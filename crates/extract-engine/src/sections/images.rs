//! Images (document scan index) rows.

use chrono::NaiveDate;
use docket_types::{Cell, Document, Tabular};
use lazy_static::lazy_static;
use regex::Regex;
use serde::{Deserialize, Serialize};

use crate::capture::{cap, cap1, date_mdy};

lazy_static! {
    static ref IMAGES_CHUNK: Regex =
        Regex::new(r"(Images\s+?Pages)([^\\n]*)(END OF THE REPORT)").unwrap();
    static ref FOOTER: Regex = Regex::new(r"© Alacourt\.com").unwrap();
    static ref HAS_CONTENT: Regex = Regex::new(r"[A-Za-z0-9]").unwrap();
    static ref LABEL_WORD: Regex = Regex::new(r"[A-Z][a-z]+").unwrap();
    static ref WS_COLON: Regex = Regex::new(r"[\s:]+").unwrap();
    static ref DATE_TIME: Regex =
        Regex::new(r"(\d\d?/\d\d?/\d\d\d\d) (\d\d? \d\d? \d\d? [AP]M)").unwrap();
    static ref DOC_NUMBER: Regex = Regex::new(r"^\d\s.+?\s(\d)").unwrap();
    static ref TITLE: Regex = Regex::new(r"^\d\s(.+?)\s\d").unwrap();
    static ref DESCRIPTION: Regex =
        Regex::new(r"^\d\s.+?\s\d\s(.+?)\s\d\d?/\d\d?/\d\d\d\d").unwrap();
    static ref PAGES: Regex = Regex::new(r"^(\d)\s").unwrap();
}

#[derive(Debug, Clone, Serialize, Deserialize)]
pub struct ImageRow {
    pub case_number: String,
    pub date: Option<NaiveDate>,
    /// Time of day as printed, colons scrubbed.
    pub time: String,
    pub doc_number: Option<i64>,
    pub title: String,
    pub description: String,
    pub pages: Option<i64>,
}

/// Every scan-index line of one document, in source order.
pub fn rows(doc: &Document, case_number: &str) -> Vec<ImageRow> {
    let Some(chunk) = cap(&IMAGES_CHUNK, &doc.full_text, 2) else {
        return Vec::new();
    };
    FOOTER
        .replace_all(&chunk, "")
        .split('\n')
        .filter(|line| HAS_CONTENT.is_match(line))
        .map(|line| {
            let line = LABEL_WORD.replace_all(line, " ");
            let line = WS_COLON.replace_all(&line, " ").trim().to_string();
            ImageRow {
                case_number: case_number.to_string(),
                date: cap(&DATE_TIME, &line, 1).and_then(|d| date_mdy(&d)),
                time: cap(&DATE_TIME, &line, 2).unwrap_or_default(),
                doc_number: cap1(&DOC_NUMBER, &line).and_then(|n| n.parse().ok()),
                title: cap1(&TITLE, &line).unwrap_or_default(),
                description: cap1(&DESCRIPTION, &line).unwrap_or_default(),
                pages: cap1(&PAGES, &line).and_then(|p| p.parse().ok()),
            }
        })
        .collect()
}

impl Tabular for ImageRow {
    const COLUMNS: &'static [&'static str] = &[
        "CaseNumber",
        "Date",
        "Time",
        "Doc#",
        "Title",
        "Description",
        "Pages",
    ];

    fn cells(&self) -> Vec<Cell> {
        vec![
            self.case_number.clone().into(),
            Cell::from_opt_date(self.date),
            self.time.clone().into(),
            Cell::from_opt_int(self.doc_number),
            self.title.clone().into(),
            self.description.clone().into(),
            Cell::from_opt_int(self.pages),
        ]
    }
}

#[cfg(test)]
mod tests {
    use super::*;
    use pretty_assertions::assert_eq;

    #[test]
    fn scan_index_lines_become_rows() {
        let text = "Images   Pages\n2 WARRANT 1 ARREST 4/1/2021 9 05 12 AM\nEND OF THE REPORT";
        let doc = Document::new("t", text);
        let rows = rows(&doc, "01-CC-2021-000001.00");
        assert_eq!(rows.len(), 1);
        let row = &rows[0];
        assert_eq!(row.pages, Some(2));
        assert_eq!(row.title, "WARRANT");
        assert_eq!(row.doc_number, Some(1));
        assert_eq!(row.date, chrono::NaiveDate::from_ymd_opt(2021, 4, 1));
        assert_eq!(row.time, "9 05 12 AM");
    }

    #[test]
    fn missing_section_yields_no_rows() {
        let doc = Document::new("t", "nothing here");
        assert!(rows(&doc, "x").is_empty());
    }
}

________________________

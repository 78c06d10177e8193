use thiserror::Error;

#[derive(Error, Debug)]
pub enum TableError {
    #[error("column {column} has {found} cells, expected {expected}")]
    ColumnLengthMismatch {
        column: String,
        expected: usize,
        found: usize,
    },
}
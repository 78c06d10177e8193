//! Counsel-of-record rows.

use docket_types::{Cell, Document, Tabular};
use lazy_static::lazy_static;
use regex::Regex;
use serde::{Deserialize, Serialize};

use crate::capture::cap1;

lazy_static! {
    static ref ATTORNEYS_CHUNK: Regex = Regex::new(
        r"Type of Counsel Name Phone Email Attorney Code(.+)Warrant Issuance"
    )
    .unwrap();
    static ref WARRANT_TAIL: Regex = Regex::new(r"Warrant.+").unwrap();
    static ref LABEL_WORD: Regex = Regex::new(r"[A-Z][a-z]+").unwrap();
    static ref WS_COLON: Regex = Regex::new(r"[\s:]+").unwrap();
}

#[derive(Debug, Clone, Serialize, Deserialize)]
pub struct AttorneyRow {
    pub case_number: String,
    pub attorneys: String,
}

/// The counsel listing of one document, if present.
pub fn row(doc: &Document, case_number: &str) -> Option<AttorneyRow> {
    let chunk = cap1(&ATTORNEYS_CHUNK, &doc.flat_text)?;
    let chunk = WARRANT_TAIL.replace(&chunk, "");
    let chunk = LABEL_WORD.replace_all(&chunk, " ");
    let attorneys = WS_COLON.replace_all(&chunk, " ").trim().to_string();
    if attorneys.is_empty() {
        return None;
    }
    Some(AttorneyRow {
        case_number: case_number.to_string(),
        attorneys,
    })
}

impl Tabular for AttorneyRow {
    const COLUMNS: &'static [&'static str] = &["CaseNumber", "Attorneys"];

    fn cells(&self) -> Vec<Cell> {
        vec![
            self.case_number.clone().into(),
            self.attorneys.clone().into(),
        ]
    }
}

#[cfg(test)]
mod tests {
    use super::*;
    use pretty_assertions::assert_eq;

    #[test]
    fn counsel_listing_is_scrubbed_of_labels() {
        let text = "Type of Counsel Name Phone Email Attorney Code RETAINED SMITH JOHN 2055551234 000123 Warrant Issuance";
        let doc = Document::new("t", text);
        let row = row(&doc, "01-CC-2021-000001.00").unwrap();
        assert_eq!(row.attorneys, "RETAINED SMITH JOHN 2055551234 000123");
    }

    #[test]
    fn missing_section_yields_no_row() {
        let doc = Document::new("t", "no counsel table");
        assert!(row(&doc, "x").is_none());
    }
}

________________________

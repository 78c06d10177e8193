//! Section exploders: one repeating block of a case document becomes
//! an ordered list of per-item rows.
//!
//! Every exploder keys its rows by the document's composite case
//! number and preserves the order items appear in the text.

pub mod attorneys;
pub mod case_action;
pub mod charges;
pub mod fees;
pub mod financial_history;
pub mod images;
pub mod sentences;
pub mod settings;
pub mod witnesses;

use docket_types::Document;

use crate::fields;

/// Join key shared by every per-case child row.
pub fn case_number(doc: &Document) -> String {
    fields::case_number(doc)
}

________________________

- [Task to complete]: Search the material for the string "parse" and show every line that has it.

- [Completed exercise]:
                doc_number: cap1(&DOC_NUMBER, &line).and_then(|n| n.parse().ok()),
                pages: cap1(&PAGES, &line).and_then(|p| p.parse().ok()),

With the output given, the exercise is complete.